━━ Record excerpts

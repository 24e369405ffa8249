//! Server configuration types.

use std::time::Duration;

/// Per-session server configuration.
#[derive(Debug, Clone)]
pub struct Config {
    /// Inactivity deadline: the session closes if no request line arrives
    /// within this duration. RFC 1939 asks for at least 10 minutes.
    pub timeout: Duration,
    /// Whether the greeting advertises an APOP challenge.
    pub advertise_apop: bool,
    /// Maximum accepted request-line length in bytes, delimiter included.
    /// Defends the scanner against unbounded memory growth.
    pub max_line_length: usize,
}

impl Config {
    /// Creates a configuration with RFC-motivated defaults: a 10-minute
    /// autologout timer, APOP advertised, and a 1024-byte line ceiling.
    #[must_use]
    pub const fn new() -> Self {
        Self {
            timeout: Duration::from_secs(600),
            advertise_apop: true,
            max_line_length: 1024,
        }
    }

    /// Creates a configuration builder.
    #[must_use]
    pub const fn builder() -> ConfigBuilder {
        ConfigBuilder::new()
    }
}

impl Default for Config {
    fn default() -> Self {
        Self::new()
    }
}

/// Builder for server configuration.
#[derive(Debug, Clone)]
pub struct ConfigBuilder {
    timeout: Duration,
    advertise_apop: bool,
    max_line_length: usize,
}

impl ConfigBuilder {
    /// Creates a new builder with the default configuration.
    #[must_use]
    pub const fn new() -> Self {
        let defaults = Config::new();
        Self {
            timeout: defaults.timeout,
            advertise_apop: defaults.advertise_apop,
            max_line_length: defaults.max_line_length,
        }
    }

    /// Sets the inactivity timeout.
    #[must_use]
    pub const fn timeout(mut self, timeout: Duration) -> Self {
        self.timeout = timeout;
        self
    }

    /// Sets whether APOP is advertised.
    #[must_use]
    pub const fn advertise_apop(mut self, advertise: bool) -> Self {
        self.advertise_apop = advertise;
        self
    }

    /// Sets the maximum accepted request-line length.
    #[must_use]
    pub const fn max_line_length(mut self, max: usize) -> Self {
        self.max_line_length = max;
        self
    }

    /// Builds the configuration.
    #[must_use]
    pub const fn build(self) -> Config {
        Config {
            timeout: self.timeout,
            advertise_apop: self.advertise_apop,
            max_line_length: self.max_line_length,
        }
    }
}

impl Default for ConfigBuilder {
    fn default() -> Self {
        Self::new()
    }
}

#[cfg(test)]
#[allow(clippy::unwrap_used, clippy::redundant_clone, clippy::manual_string_new, clippy::needless_collect, clippy::unreadable_literal, clippy::used_underscore_items, clippy::similar_names)]
mod tests {
    use super::*;

    #[test]
    fn test_defaults() {
        let config = Config::default();
        assert_eq!(config.timeout, Duration::from_secs(600));
        assert!(config.advertise_apop);
        assert_eq!(config.max_line_length, 1024);
    }

    #[test]
    fn test_builder_overrides() {
        let config = Config::builder()
            .timeout(Duration::from_secs(30))
            .advertise_apop(false)
            .max_line_length(512)
            .build();
        assert_eq!(config.timeout, Duration::from_secs(30));
        assert!(!config.advertise_apop);
        assert_eq!(config.max_line_length, 512);
    }
}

━━━━

What you return must match the records above exactly, line for line.

◆ **Output for this exercise**
repository 24e369405ffa8249
//! Server configuration types.

use std::time::Duration;

/// Per-session server configuration.
#[derive(Debug, Clone)]
pub struct Config {
    /// Inactivity deadline: the session closes if no request line arrives
    /// within this duration. RFC 1939 asks for at least 10 minutes.
    pub timeout: Duration,
    /// Whether the greeting advertises an APOP challenge.
    pub advertise_apop: bool,
    /// Maximum accepted request-line length in bytes, delimiter included.
    /// Defends the scanner against unbounded memory growth.
    pub max_line_length: usize,
}

impl Config {
    /// Creates a configuration with RFC-motivated defaults: a 10-minute
    /// autologout timer, APOP advertised, and a 1024-byte line ceiling.
    #[must_use]
    pub const fn new() -> Self {
        Self {
            timeout: Duration::from_secs(600),
            advertise_apop: true,
            max_line_length: 1024,
        }
    }

    /// Creates a configuration builder.
    #[must_use]
    pub const fn builder() -> ConfigBuilder {
        ConfigBuilder::new()
    }
}

impl Default for Config {
    fn default() -> Self {
        Self::new()
    }
}

/// Builder for server configuration.
#[derive(Debug, Clone)]
pub struct ConfigBuilder {
    timeout: Duration,
    advertise_apop: bool,
    max_line_length: usize,
}

impl ConfigBuilder {
    /// Creates a new builder with the default configuration.
    #[must_use]
    pub const fn new() -> Self {
        let defaults = Config::new();
        Self {
            timeout: defaults.timeout,
            advertise_apop: defaults.advertise_apop,
            max_line_length: defaults.max_line_length,
        }
    }

    /// Sets the inactivity timeout.
    #[must_use]
    pub const fn timeout(mut self, timeout: Duration) -> Self {
        self.timeout = timeout;
        self
    }

    /// Sets whether APOP is advertised.
    #[must_use]
    pub const fn advertise_apop(mut self, advertise: bool) -> Self {
        self.advertise_apop = advertise;
        self
    }

    /// Sets the maximum accepted request-line length.
    #[must_use]
    pub const fn max_line_length(mut self, max: usize) -> Self {
        self.max_line_length = max;
        self
    }

    /// Builds the configuration.
    #[must_use]
    pub const fn build(self) -> Config {
        Config {
            timeout: self.timeout,
            advertise_apop: self.advertise_apop,
            max_line_length: self.max_line_length,
        }
    }
}

impl Default for ConfigBuilder {
    fn default() -> Self {
        Self::new()
    }
}

#[cfg(test)]
#[allow(clippy::unwrap_used, clippy::redundant_clone, clippy::manual_string_new, clippy::needless_collect, clippy::unreadable_literal, clippy::used_underscore_items, clippy::similar_names)]
mod tests {
    use super::*;

    #[test]
    fn test_defaults() {
        let config = Config::default();
        assert_eq!(config.timeout, Duration::from_secs(600));
        assert!(config.advertise_apop);
        assert_eq!(config.max_line_length, 1024);
    }

    #[test]
    fn test_builder_overrides() {
        let config = Config::builder()
            .timeout(Duration::from_secs(30))
            .advertise_apop(false)
            .max_line_length(512)
            .build();
        assert_eq!(config.timeout, Duration::from_secs(30));
        assert!(!config.advertise_apop);
        assert_eq!(config.max_line_length, 512);
    }
}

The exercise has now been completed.